C’est avant tout l’histoire d’un héritage, comme en atteste le titre du film et de l’album. D’une filiation entre le passé et le futur, qui se rencontrent à un moment précis dans le temps, sous l’égide de deux DJ français reconnaissables à leurs casques.
Près de trente ans après Tron, film pionnier des effets spéciaux par ordinateur, Disney, dans une période où la société de production s’est aventurée dans des choix artistiques plus adultes, souvent injustement mésestimés (John Carter, Tomorrowland…), a choisi de lui donner une suite.
Pour la musique, le choix de Daft Punk semblait tout désigné : fans du film original, qui les a inspirés pour leur look légendaire, les fondateurs de la «French Touch» se sont vu offrir la possibilité de composer une véritable musique de film, comme leurs idoles Wendy Carlos (compositrice du Tron de 1982), Vangelis et Giorgio Moroder. Mais, alors qu’au début des années 2010, les compositeurs de musique de films n’hésitent pas à prendre des tournants expérimentaux, privilégiant les ambiances et le design sonore avec de petites formations, le duo formé par Thomas Bangalter et Guy-Manuel de Homem-Christo, lui, voit grand. Et pourquoi pas : Disney a les moyens. Ainsi, la bande originale de Tron : Legacy est conçue complètement pour l’écran, avec un thème principal (The Grid) plusieurs fois décliné ou incorporé aux différentes compositions, des thèmes pour les différents personnages (The Son of Flynn, C. L. U., Adagio for Tron) ou pour les scènes d’action (Derezzed). Mais Daft Punk étend l’expérience dans l’album de la bande originale, conçu comme un véritable opéra électronique et symphonique, joué par le duo et 85 musiciens de l’Orchestre philharmonique de Londres, et qui fait de Tron : Legacy l’un des albums de musique de film les plus innovants.
À l’occasion de son dixième anniversaire, l’unique BO composée par Daft Punk ressort donc dans une version augmentée de neuf titres pour une durée totale de 84 minutes. Parmi les nouveaux ajouts, on se réjouit d’y entendre Castor, titre «dancefloor» qui apparaît dans une mémorable scène de combat dans une discothèque, où l’on voit même Daft Punk faire une apparition dans son propre rôle, l’envoûtant Sea of Simulation ou Father and Son, variation émotionnelle et symphonique autour du thème principal.

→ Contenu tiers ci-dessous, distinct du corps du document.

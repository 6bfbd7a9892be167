//! Start command handler
//!
//! Entry point for every user: runs the access gate and shows the main menu,
//! or the admin panel for the admin.

use teloxide::{Bot, types::Message};
use tracing::debug;
use crate::handlers::access::{admit, send_welcome};
use crate::handlers::commands::admin;
use crate::services::ServiceFactory;
use crate::state::StateStorage;
use crate::utils::errors::Result;
use crate::utils::logging::log_user_action;

/// Handle /start command
pub async fn handle_start(
    bot: Bot,
    msg: Message,
    services: ServiceFactory,
    state_storage: StateStorage,
) -> Result<()> {
    let Some(user) = msg.from.as_ref() else {
        return Ok(());
    };

    let user_id = user.id.0 as i64;
    let chat_id = msg.chat.id;

    debug!(user_id = user_id, chat_id = ?chat_id, "Processing /start command");
    log_user_action(user_id, "start", None);

    if !admit(&services, chat_id, user, false).await? {
        return Ok(());
    }

    if services.auth.is_admin(user_id) {
        state_storage.reset(user_id).await?;
        return admin::show_admin_panel(&bot, chat_id).await;
    }

    send_welcome(&services, chat_id).await
}

/// Handle /cancel command
pub async fn handle_cancel(
    bot: Bot,
    msg: Message,
    services: ServiceFactory,
    state_storage: StateStorage,
) -> Result<()> {
    let Some(user) = msg.from.as_ref() else {
        return Ok(());
    };

    let user_id = user.id.0 as i64;
    if services.auth.is_admin(user_id) {
        return admin::cancel(&bot, msg.chat.id, user_id, &state_storage).await;
    }

    if admit(&services, msg.chat.id, user, false).await? {
        send_welcome(&services, msg.chat.id).await?;
    }
    Ok(())
}
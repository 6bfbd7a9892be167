//! User main menu

use teloxide::{Bot, types::{ChatId, MessageId}, prelude::*};
use crate::handlers::access::{can_see_premium, send_welcome, start_button_label};
use crate::handlers::commands::stories;
use crate::models::settings::SettingKey;
use crate::services::ServiceFactory;
use crate::ui::{keyboards, texts, MenuCommand};
use crate::utils::errors::Result;

/// Handle text from an approved user
pub async fn handle_user_text(bot: &Bot, chat_id: ChatId, text: &str, services: &ServiceFactory) -> Result<()> {
    let start_label = start_button_label(services).await?;

    match MenuCommand::from_label(text).filter(MenuCommand::is_user_command) {
        Some(MenuCommand::Categories) => show_categories_menu(bot, chat_id, services).await,
        Some(MenuCommand::About) => send_setting_text(bot, chat_id, services, SettingKey::AboutText).await,
        Some(MenuCommand::Contact) => send_setting_text(bot, chat_id, services, SettingKey::ContactText).await,
        _ if text.trim() == start_label.trim() => send_welcome(services, chat_id).await,
        _ => {
            bot.send_message(chat_id, texts::UNKNOWN_COMMAND)
                .reply_markup(keyboards::user_menu())
                .await?;
            Ok(())
        }
    }
}

pub async fn show_categories_menu(bot: &Bot, chat_id: ChatId, services: &ServiceFactory) -> Result<()> {
    stories::show_categories(bot, chat_id, services, None).await
}

/// About / contact texts
pub async fn send_setting_text(bot: &Bot, chat_id: ChatId, services: &ServiceFactory, key: SettingKey) -> Result<()> {
    let fallback = match key {
        SettingKey::AboutText => texts::DEFAULT_ABOUT,
        SettingKey::ContactText => texts::DEFAULT_CONTACT,
        SettingKey::WelcomeMessage => texts::DEFAULT_WELCOME,
        _ => "",
    };
    let text = services.database.settings.text_or(key, fallback).await?;
    bot.send_message(chat_id, text).await?;
    Ok(())
}

/// Where an inline catalog button leads
#[derive(Debug, Clone, Copy, PartialEq, Eq)]
pub enum CatalogView {
    Categories,
    Category(i64),
    Story(i64),
}

/// Open a catalog page, honouring premium visibility
pub async fn open_catalog(
    bot: &Bot,
    chat_id: ChatId,
    user_id: i64,
    view: CatalogView,
    services: &ServiceFactory,
    edit: Option<MessageId>,
) -> Result<()> {
    match view {
        CatalogView::Categories => stories::show_categories(bot, chat_id, services, edit).await,
        CatalogView::Category(category_id) => {
            let with_premium = can_see_premium(services, user_id).await?;
            stories::show_stories(bot, chat_id, services, category_id, with_premium, edit).await
        }
        CatalogView::Story(story_id) => {
            let with_premium = can_see_premium(services, user_id).await?;
            stories::show_story(bot, chat_id, services, story_id, with_premium, edit).await
        }
    }
}
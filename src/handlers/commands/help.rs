//! Help command handler

use teloxide::{Bot, types::Message, prelude::*};
use crate::ui::texts;
use crate::utils::errors::Result;

/// Handle /help command
pub async fn handle_help(bot: Bot, msg: Message) -> Result<()> {
    bot.send_message(msg.chat.id, texts::HELP).await?;
    Ok(())
}
//! Mock Telegram API Server for testing
//!
//! This module provides a mock HTTP server that simulates the Telegram Bot API
//! for testing purposes. It uses wiremock to create configurable mock responses
//! and exposes the JSON bodies the bot sent, so tests can assert on them.

use serde_json::{json, Value};
use teloxide::Bot;
use wiremock::{
    matchers::{body_partial_json, method, path},
    Mock, MockServer, ResponseTemplate,
};

pub const TEST_BOT_TOKEN: &str = "12345:test_token";

/// Mock Telegram API server for testing
pub struct TelegramMockServer {
    pub server: MockServer,
}

impl TelegramMockServer {
    /// Create a new mock Telegram API server
    pub async fn new() -> Self {
        let server = MockServer::start().await;
        Self { server }
    }

    /// Bot whose requests all land on this server
    pub fn bot(&self) -> Bot {
        let api_url = self.server.uri().parse().expect("mock server uri is a valid url");
        Bot::new(TEST_BOT_TOKEN).set_api_url(api_url)
    }

    /// Request path for a Bot API method.
    ///
    /// teloxide posts to the PascalCase method name (`SendMessage`), while
    /// tests use the documented camelCase one (`sendMessage`).
    fn endpoint(method_name: &str) -> String {
        let mut chars = method_name.chars();
        let method_path: String = match chars.next() {
            Some(first) => first.to_uppercase().chain(chars).collect(),
            None => String::new(),
        };
        format!("/bot{}/{}", TEST_BOT_TOKEN, method_path)
    }

    fn message_json(chat_id: i64, text: &str) -> Value {
        json!({
            "message_id": 123,
            "from": {
                "id": 12345,
                "is_bot": true,
                "first_name": "StoryBot",
                "username": "story_bot"
            },
            "chat": {
                "id": chat_id,
                "type": "private",
                "first_name": "Test"
            },
            "date": 1717200000,
            "text": text
        })
    }

    /// Setup mock for sendMessage endpoint
    pub async fn mock_send_message(&self) {
        Mock::given(method("POST"))
            .and(path(Self::endpoint("sendMessage")))
            .respond_with(
                ResponseTemplate::new(200)
                    .set_body_json(json!({ "ok": true, "result": Self::message_json(100, "Test message") })),
            )
            .mount(&self.server)
            .await;
    }

    /// Make sendMessage to `chat_id` fail as if the user blocked the bot
    pub async fn mock_blocked_chat(&self, chat_id: i64) {
        Mock::given(method("POST"))
            .and(path(Self::endpoint("sendMessage")))
            .and(body_partial_json(json!({ "chat_id": chat_id })))
            .respond_with(ResponseTemplate::new(403).set_body_json(json!({
                "ok": false,
                "error_code": 403,
                "description": "Forbidden: bot was blocked by the user"
            })))
            .with_priority(1)
            .mount(&self.server)
            .await;
    }

    /// Setup mock for editMessageText endpoint
    pub async fn mock_edit_message_text(&self) {
        let mut message = Self::message_json(555, "Edited test message");
        message["edit_date"] = json!(1717200060);

        Mock::given(method("POST"))
            .and(path(Self::endpoint("editMessageText")))
            .respond_with(ResponseTemplate::new(200).set_body_json(json!({ "ok": true, "result": message })))
            .mount(&self.server)
            .await;
    }

    /// Setup mock for editMessageReplyMarkup endpoint
    pub async fn mock_edit_message_reply_markup(&self) {
        Mock::given(method("POST"))
            .and(path(Self::endpoint("editMessageReplyMarkup")))
            .respond_with(
                ResponseTemplate::new(200)
                    .set_body_json(json!({ "ok": true, "result": Self::message_json(555, "🔐 Access rules:") })),
            )
            .mount(&self.server)
            .await;
    }

    /// Setup mock for answerCallbackQuery endpoint
    pub async fn mock_answer_callback_query(&self) {
        Mock::given(method("POST"))
            .and(path(Self::endpoint("answerCallbackQuery")))
            .respond_with(ResponseTemplate::new(200).set_body_json(json!({ "ok": true, "result": true })))
            .mount(&self.server)
            .await;
    }

    /// getChatMember answers with the given membership status
    /// (`member`, `left`, `kicked`, ...) for every user
    pub async fn mock_chat_member_status(&self, status: &str) {
        let member = match status {
            "kicked" => json!({
                "status": status,
                "user": { "id": 100, "is_bot": false, "first_name": "Alice" },
                "until_date": 0
            }),
            _ => json!({
                "status": status,
                "user": { "id": 100, "is_bot": false, "first_name": "Alice" }
            }),
        };

        Mock::given(method("POST"))
            .and(path(Self::endpoint("getChatMember")))
            .respond_with(ResponseTemplate::new(200).set_body_json(json!({ "ok": true, "result": member })))
            .mount(&self.server)
            .await;
    }

    /// getChatMember fails, e.g. because the bot is not in the channel
    pub async fn mock_chat_member_error(&self) {
        Mock::given(method("POST"))
            .and(path(Self::endpoint("getChatMember")))
            .respond_with(ResponseTemplate::new(400).set_body_json(json!({
                "ok": false,
                "error_code": 400,
                "description": "Bad Request: chat not found"
            })))
            .mount(&self.server)
            .await;
    }

    /// Setup all common mocks with default success responses
    pub async fn setup_default_mocks(&self) {
        self.mock_send_message().await;
        self.mock_edit_message_text().await;
        self.mock_edit_message_reply_markup().await;
        self.mock_answer_callback_query().await;
    }

    /// Reset all mocks and recorded requests
    pub async fn reset(&self) {
        self.server.reset().await;
    }

    /// JSON bodies of every request made to `method_name`, oldest first
    pub async fn requests_to(&self, method_name: &str) -> Vec<Value> {
        let endpoint = Self::endpoint(method_name);
        self.server
            .received_requests()
            .await
            .unwrap_or_default()
            .iter()
            .filter(|req| req.url.path() == endpoint)
            .filter_map(|req| serde_json::from_slice(&req.body).ok())
            .collect()
    }

    /// Bodies of the messages sent to `chat_id`
    pub async fn messages_to(&self, chat_id: i64) -> Vec<Value> {
        self.requests_to("sendMessage")
            .await
            .into_iter()
            .filter(|body| body["chat_id"].as_i64() == Some(chat_id))
            .collect()
    }

    /// Texts of the messages sent to `chat_id`
    pub async fn texts_to(&self, chat_id: i64) -> Vec<String> {
        self.messages_to(chat_id)
            .await
            .iter()
            .filter_map(|body| body["text"].as_str().map(str::to_string))
            .collect()
    }

    /// Verify that a specific endpoint was called
    pub async fn verify_endpoint_called(&self, method_name: &str, times: usize) {
        let calls = self.requests_to(method_name).await.len();
        assert_eq!(
            calls, times,
            "Expected {} calls to {}, but got {}",
            times, method_name, calls
        );
    }
}

/// Every `callback_data` of an inline keyboard in a request body
pub fn callback_data_of(body: &Value) -> Vec<String> {
    body["reply_markup"]["inline_keyboard"]
        .as_array()
        .map(|rows| {
            rows.iter()
                .filter_map(Value::as_array)
                .flatten()
                .filter_map(|button| button["callback_data"].as_str().map(str::to_string))
                .collect()
        })
        .unwrap_or_default()
}

/// Every button label of a reply keyboard in a request body
pub fn reply_buttons_of(body: &Value) -> Vec<String> {
    body["reply_markup"]["keyboard"]
        .as_array()
        .map(|rows| {
            rows.iter()
                .filter_map(Value::as_array)
                .flatten()
                .filter_map(|button| button["text"].as_str().map(str::to_string))
                .collect()
        })
        .unwrap_or_default()
}
//! Error handling for StoryBot
//!
//! This module defines the main error type used throughout the application
//! and provides a unified error handling strategy.

use thiserror::Error;

/// Main error type for StoryBot application
#[derive(Error, Debug)]
pub enum StoryBotError {
    #[error("Database error: {0}")]
    Database(#[from] sqlx::Error),

    #[error("Database migration error: {0}")]
    Migration(#[from] sqlx::migrate::MigrateError),

    #[error("Telegram API error: {0}")]
    Telegram(#[from] teloxide::RequestError),

    #[error("Configuration error: {0}")]
    Config(String),

    #[error("Permission denied: {0}")]
    PermissionDenied(String),

    #[error("User not found: {user_id}")]
    UserNotFound { user_id: i64 },

    #[error("Invalid state transition: {from} -> {to}")]
    InvalidStateTransition { from: String, to: String },

    #[error("Redis error: {0}")]
    Redis(#[from] redis::RedisError),

    #[error("Serialization error: {0}")]
    Serialization(#[from] serde_json::Error),

    #[error("I/O error: {0}")]
    Io(#[from] std::io::Error),

    #[error("URL parsing error: {0}")]
    UrlParse(#[from] url::ParseError),

    #[error("Invalid input: {0}")]
    InvalidInput(String),
}

/// Result type alias for StoryBot operations
pub type Result<T> = std::result::Result<T, StoryBotError>;

impl StoryBotError {
    /// Check if the error is recoverable
    pub fn is_recoverable(&self) -> bool {
        match self {
            StoryBotError::Database(_) => false,
            StoryBotError::Migration(_) => false,
            StoryBotError::Telegram(_) => true,
            StoryBotError::Config(_) => false,
            StoryBotError::PermissionDenied(_) => true,
            StoryBotError::UserNotFound { .. } => true,
            StoryBotError::InvalidStateTransition { .. } => true,
            StoryBotError::Redis(_) => true,
            StoryBotError::Serialization(_) => false,
            StoryBotError::Io(_) => true,
            StoryBotError::UrlParse(_) => false,
            StoryBotError::InvalidInput(_) => true,
        }
    }

    /// Get error severity level
    pub fn severity(&self) -> ErrorSeverity {
        match self {
            StoryBotError::Database(_) => ErrorSeverity::Critical,
            StoryBotError::Migration(_) => ErrorSeverity::Critical,
            StoryBotError::Config(_) => ErrorSeverity::Critical,
            StoryBotError::PermissionDenied(_) => ErrorSeverity::Warning,
            StoryBotError::InvalidStateTransition { .. } => ErrorSeverity::Warning,
            StoryBotError::InvalidInput(_) => ErrorSeverity::Info,
            StoryBotError::UserNotFound { .. } => ErrorSeverity::Info,
            _ => ErrorSeverity::Error,
        }
    }
}

/// Error severity levels
#[derive(Debug, Clone, Copy, PartialEq, Eq)]
pub enum ErrorSeverity {
    Info,
    Warning,
    Error,
    Critical,
}

impl std::fmt::Display for ErrorSeverity {
    fn fmt(&self, f: &mut std::fmt::Formatter<'_>) -> std::fmt::Result {
        match self {
            ErrorSeverity::Info => write!(f, "INFO"),
            ErrorSeverity::Warning => write!(f, "WARN"),
            ErrorSeverity::Error => write!(f, "ERROR"),
            ErrorSeverity::Critical => write!(f, "CRITICAL"),
        }
    }
}
//! Message handlers module
//!
//! Handles plain text: reply keyboard buttons, admin wizard input and the
//! configurable start button.

use teloxide::{Bot, types::{ChatId, Message}, prelude::*};
use tracing::debug;
use crate::handlers::access::{admit, start_button_label};
use crate::handlers::commands::{admin, user};
use crate::services::ServiceFactory;
use crate::state::{StateStorage, WizardInput};
use crate::ui::{keyboards, texts, MenuCommand};
use crate::utils::errors::Result;

/// Handle incoming messages that are not commands
pub async fn handle_message(
    bot: Bot,
    msg: Message,
    services: ServiceFactory,
    state_storage: StateStorage,
) -> Result<()> {
    let Some(from) = msg.from.as_ref() else {
        return Ok(());
    };

    let user_id = from.id.0 as i64;
    let chat_id = msg.chat.id;

    debug!(user_id = user_id, chat_id = ?chat_id, "Processing message");

    if !admit(&services, chat_id, from, false).await? {
        return Ok(());
    }

    let Some(text) = msg.text() else {
        bot.send_message(chat_id, texts::UNKNOWN_COMMAND).await?;
        return Ok(());
    };

    if services.auth.is_admin(user_id) {
        return handle_admin_text(&bot, chat_id, user_id, text, &services, &state_storage).await;
    }

    user::handle_user_text(&bot, chat_id, text, &services).await
}

/// Menu buttons win over wizard input; anything else feeds the wizard
async fn handle_admin_text(
    bot: &Bot,
    chat_id: ChatId,
    admin_id: i64,
    text: &str,
    services: &ServiceFactory,
    state_storage: &StateStorage,
) -> Result<()> {
    let session = state_storage.load(admin_id).await?;

    if let Some(command) = MenuCommand::from_label(text) {
        if !session.is_idle() {
            debug!(admin_id = admin_id, state = session.name(), "Menu button leaves the wizard");
            state_storage.reset(admin_id).await?;
        }
        return admin::handle_menu_command(bot, chat_id, admin_id, command, services, state_storage).await;
    }

    if !session.is_idle() {
        if !session.expects_text() {
            debug!(admin_id = admin_id, state = session.name(), "Step is answered with a button");
            return admin::reprompt(bot, chat_id, &session, services).await;
        }
        let input = WizardInput::Text(text.to_string());
        return admin::handle_wizard_input(bot, chat_id, admin_id, input, services, state_storage).await;
    }

    if text.trim() == start_button_label(services).await?.trim() {
        return admin::show_admin_panel(bot, chat_id).await;
    }

    bot.send_message(chat_id, texts::UNKNOWN_COMMAND)
        .reply_markup(keyboards::admin_panel())
        .await?;
    Ok(())
}
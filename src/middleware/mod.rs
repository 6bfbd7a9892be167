//! Middleware module
//!
//! This module contains middleware for request processing

pub mod auth;

// Re-export commonly used middleware
pub use auth::AuthMiddleware;
//! Access gate replies shared by all user-facing handlers

use teloxide::types::{ChatId, User};
use crate::models::settings::SettingKey;
use crate::models::user::UserProfile;
use crate::services::{AccessDecision, ServiceFactory};
use crate::ui::{keyboards, texts};
use crate::utils::errors::Result;

/// Run the access gate for `user` and tell them why they are blocked.
///
/// Returns `true` when the handler may continue.
pub async fn admit(services: &ServiceFactory, chat_id: ChatId, user: &User, recheck: bool) -> Result<bool> {
    let profile = UserProfile::from(user);
    let decision = services.access_gate.evaluate(&profile, recheck).await?;

    match decision {
        AccessDecision::Allow => return Ok(true),
        AccessDecision::BlockPending { newly_queued } => {
            let text = if newly_queued { texts::PENDING_REVIEW } else { texts::STILL_UNDER_REVIEW };
            let label = start_button_label(services).await?;
            services
                .notifier
                .send(chat_id.0, "pending", text, Some(keyboards::start_keyboard(&label).into()))
                .await;
        }
        AccessDecision::BlockSubscription { channel } => {
            let text = if recheck { texts::NOT_SUBSCRIBED_YET } else { texts::SUBSCRIBE_FIRST };
            services
                .notifier
                .send(chat_id.0, "subscription_prompt", text, Some(keyboards::subscription_prompt(&channel).into()))
                .await;
        }
    }

    Ok(false)
}

/// Whether the user may open premium stories
pub async fn can_see_premium(services: &ServiceFactory, user_id: i64) -> Result<bool> {
    if services.auth.is_admin(user_id) {
        return Ok(true);
    }

    Ok(services
        .database
        .users
        .find_by_id(user_id)
        .await?
        .map(|user| user.is_premium)
        .unwrap_or(false))
}

/// Label of the configurable start button
pub async fn start_button_label(services: &ServiceFactory) -> Result<String> {
    services
        .database
        .settings
        .text_or(SettingKey::StartButtonText, texts::DEFAULT_START_BUTTON)
        .await
}

/// Welcome text with the user main menu
pub async fn send_welcome(services: &ServiceFactory, chat_id: ChatId) -> Result<()> {
    let welcome = services
        .database
        .settings
        .text_or(SettingKey::WelcomeMessage, texts::DEFAULT_WELCOME)
        .await?;

    services
        .notifier
        .send(chat_id.0, "welcome", welcome, Some(keyboards::user_menu().into()))
        .await;
    Ok(())
}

Il faut cependant émettre quelques réserves sur cette nouvelle édition : parmi les neuf nouveaux titres, aucun n’est vraiment inédit. Tron : Legacy a connu plusieurs versions, sorties au cours des dix dernières années sur supports physique et numérique, qui, au total, les avaient déjà toutes publiées. L’édition «complète» n’a pour seul mérite que de les regrouper toutes au sein du même album. Par ailleurs, on aurait préféré que l’ordre des titres eut été revu pour y insérer les nouveaux morceaux, au lieu de les balancer simplement après l’album original. Et, quitte à être tatillon, quid de Computerized, collaboration entre Daft Punk et Jay-Z, prévue pour le film avant d’être refusée par Disney, et toujours inédite à l’heure actuelle ? On aurait aimé découvrir dans une version propre cette démo mystérieuse, prêtée un temps (par erreur) à Kanye West à la production et qui sample The Son of Flynn, mais il faut voir la réalité en face : cette «Complete Edition» n’est guère plus qu’un coup marketing comme seul Disney sait le faire.
Quoi qu’il en soit, Tron : Legacy reste un monument qu’il faut redécouvrir, pour sa virtuosité et sa dimension épique, comme pour son statut de précurseur du mouvement synthwave, né au début des années 2010 et aujourd’hui merveilleusement représenté dans la culture pop (avec The Weeknd et Dua Lipa en musique, et Stranger Things, Ready Player One ou Drive au cinéma). Plus qu’une BO de génie, plus qu’un opéra rétrofuturiste, Tron : Legacy est un sommet dans l’œuvre de Daft Punk, unique en son genre et, osons le dire, prophétique.